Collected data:
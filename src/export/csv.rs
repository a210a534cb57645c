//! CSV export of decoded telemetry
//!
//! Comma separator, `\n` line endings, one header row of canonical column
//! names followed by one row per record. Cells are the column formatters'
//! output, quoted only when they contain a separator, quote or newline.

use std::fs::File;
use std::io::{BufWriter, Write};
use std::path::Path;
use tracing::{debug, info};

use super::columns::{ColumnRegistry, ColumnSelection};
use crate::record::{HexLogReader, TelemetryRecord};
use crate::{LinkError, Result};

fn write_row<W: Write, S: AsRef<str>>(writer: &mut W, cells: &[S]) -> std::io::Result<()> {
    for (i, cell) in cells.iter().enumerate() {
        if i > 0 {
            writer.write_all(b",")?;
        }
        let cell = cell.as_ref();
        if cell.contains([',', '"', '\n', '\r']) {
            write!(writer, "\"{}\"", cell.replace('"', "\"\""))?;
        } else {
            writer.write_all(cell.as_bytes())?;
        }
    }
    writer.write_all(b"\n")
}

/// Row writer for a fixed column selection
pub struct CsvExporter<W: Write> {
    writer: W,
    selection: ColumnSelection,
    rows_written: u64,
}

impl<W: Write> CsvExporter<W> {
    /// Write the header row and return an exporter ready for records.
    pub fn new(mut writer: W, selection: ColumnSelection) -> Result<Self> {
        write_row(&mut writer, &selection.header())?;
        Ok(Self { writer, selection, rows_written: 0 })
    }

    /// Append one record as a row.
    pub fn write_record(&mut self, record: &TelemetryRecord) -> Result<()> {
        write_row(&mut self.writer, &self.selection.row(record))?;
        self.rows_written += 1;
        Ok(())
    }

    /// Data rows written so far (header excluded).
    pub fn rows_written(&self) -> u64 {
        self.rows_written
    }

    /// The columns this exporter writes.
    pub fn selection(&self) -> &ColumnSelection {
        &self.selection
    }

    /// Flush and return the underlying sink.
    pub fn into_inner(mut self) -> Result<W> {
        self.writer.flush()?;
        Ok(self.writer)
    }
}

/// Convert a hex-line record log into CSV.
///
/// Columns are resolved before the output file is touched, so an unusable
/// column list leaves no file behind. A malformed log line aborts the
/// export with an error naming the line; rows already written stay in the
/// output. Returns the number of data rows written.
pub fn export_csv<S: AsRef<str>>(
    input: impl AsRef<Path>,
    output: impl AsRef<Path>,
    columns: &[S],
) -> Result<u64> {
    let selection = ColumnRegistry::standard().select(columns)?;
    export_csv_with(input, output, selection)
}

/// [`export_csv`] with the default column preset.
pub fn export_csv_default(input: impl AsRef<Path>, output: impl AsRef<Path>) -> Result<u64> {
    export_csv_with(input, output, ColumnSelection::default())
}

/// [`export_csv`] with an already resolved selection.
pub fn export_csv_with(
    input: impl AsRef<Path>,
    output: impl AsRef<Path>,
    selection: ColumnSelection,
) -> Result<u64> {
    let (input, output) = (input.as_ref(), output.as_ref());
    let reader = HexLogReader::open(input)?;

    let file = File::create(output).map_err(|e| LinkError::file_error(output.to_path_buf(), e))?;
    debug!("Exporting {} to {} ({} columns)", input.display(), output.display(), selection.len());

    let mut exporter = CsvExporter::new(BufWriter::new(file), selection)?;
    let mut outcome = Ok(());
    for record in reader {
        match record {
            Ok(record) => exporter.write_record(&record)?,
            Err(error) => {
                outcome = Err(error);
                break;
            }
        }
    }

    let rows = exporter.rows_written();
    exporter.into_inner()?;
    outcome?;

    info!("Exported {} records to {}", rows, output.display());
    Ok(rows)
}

_What is required_
Your reply must be the entries above, returned word for word.

_Response box_
filename src/export/csv.rs
repository a210a534cb57645c
//! CSV export of decoded telemetry
//!
//! Comma separator, `\n` line endings, one header row of canonical column
//! names followed by one row per record. Cells are the column formatters'
//! output, quoted only when they contain a separator, quote or newline.

use std::fs::File;
use std::io::{BufWriter, Write};
use std::path::Path;
use tracing::{debug, info};

use super::columns::{ColumnRegistry, ColumnSelection};
use crate::record::{HexLogReader, TelemetryRecord};
use crate::{LinkError, Result};

fn write_row<W: Write, S: AsRef<str>>(writer: &mut W, cells: &[S]) -> std::io::Result<()> {
    for (i, cell) in cells.iter().enumerate() {
        if i > 0 {
            writer.write_all(b",")?;
        }
        let cell = cell.as_ref();
        if cell.contains([',', '"', '\n', '\r']) {
            write!(writer, "\"{}\"", cell.replace('"', "\"\""))?;
        } else {
            writer.write_all(cell.as_bytes())?;
        }
    }
    writer.write_all(b"\n")
}

/// Row writer for a fixed column selection
pub struct CsvExporter<W: Write> {
    writer: W,
    selection: ColumnSelection,
    rows_written: u64,
}

impl<W: Write> CsvExporter<W> {
    /// Write the header row and return an exporter ready for records.
    pub fn new(mut writer: W, selection: ColumnSelection) -> Result<Self> {
        write_row(&mut writer, &selection.header())?;
        Ok(Self { writer, selection, rows_written: 0 })
    }

    /// Append one record as a row.
    pub fn write_record(&mut self, record: &TelemetryRecord) -> Result<()> {
        write_row(&mut self.writer, &self.selection.row(record))?;
        self.rows_written += 1;
        Ok(())
    }

    /// Data rows written so far (header excluded).
    pub fn rows_written(&self) -> u64 {
        self.rows_written
    }

    /// The columns this exporter writes.
    pub fn selection(&self) -> &ColumnSelection {
        &self.selection
    }

    /// Flush and return the underlying sink.
    pub fn into_inner(mut self) -> Result<W> {
        self.writer.flush()?;
        Ok(self.writer)
    }
}

/// Convert a hex-line record log into CSV.
///
/// Columns are resolved before the output file is touched, so an unusable
/// column list leaves no file behind. A malformed log line aborts the
/// export with an error naming the line; rows already written stay in the
/// output. Returns the number of data rows written.
pub fn export_csv<S: AsRef<str>>(
    input: impl AsRef<Path>,
    output: impl AsRef<Path>,
    columns: &[S],
) -> Result<u64> {
    let selection = ColumnRegistry::standard().select(columns)?;
    export_csv_with(input, output, selection)
}

/// [`export_csv`] with the default column preset.
pub fn export_csv_default(input: impl AsRef<Path>, output: impl AsRef<Path>) -> Result<u64> {
    export_csv_with(input, output, ColumnSelection::default())
}

/// [`export_csv`] with an already resolved selection.
pub fn export_csv_with(
    input: impl AsRef<Path>,
    output: impl AsRef<Path>,
    selection: ColumnSelection,
) -> Result<u64> {
    let (input, output) = (input.as_ref(), output.as_ref());
    let reader = HexLogReader::open(input)?;

    let file = File::create(output).map_err(|e| LinkError::file_error(output.to_path_buf(), e))?;
    debug!("Exporting {} to {} ({} columns)", input.display(), output.display(), selection.len());

    let mut exporter = CsvExporter::new(BufWriter::new(file), selection)?;
    let mut outcome = Ok(());
    for record in reader {
        match record {
            Ok(record) => exporter.write_record(&record)?,
            Err(error) => {
                outcome = Err(error);
                break;
            }
        }
    }

    let rows = exporter.rows_written();
    exporter.into_inner()?;
    outcome?;

    info!("Exported {} records to {}", rows, output.display());
    Ok(rows)
}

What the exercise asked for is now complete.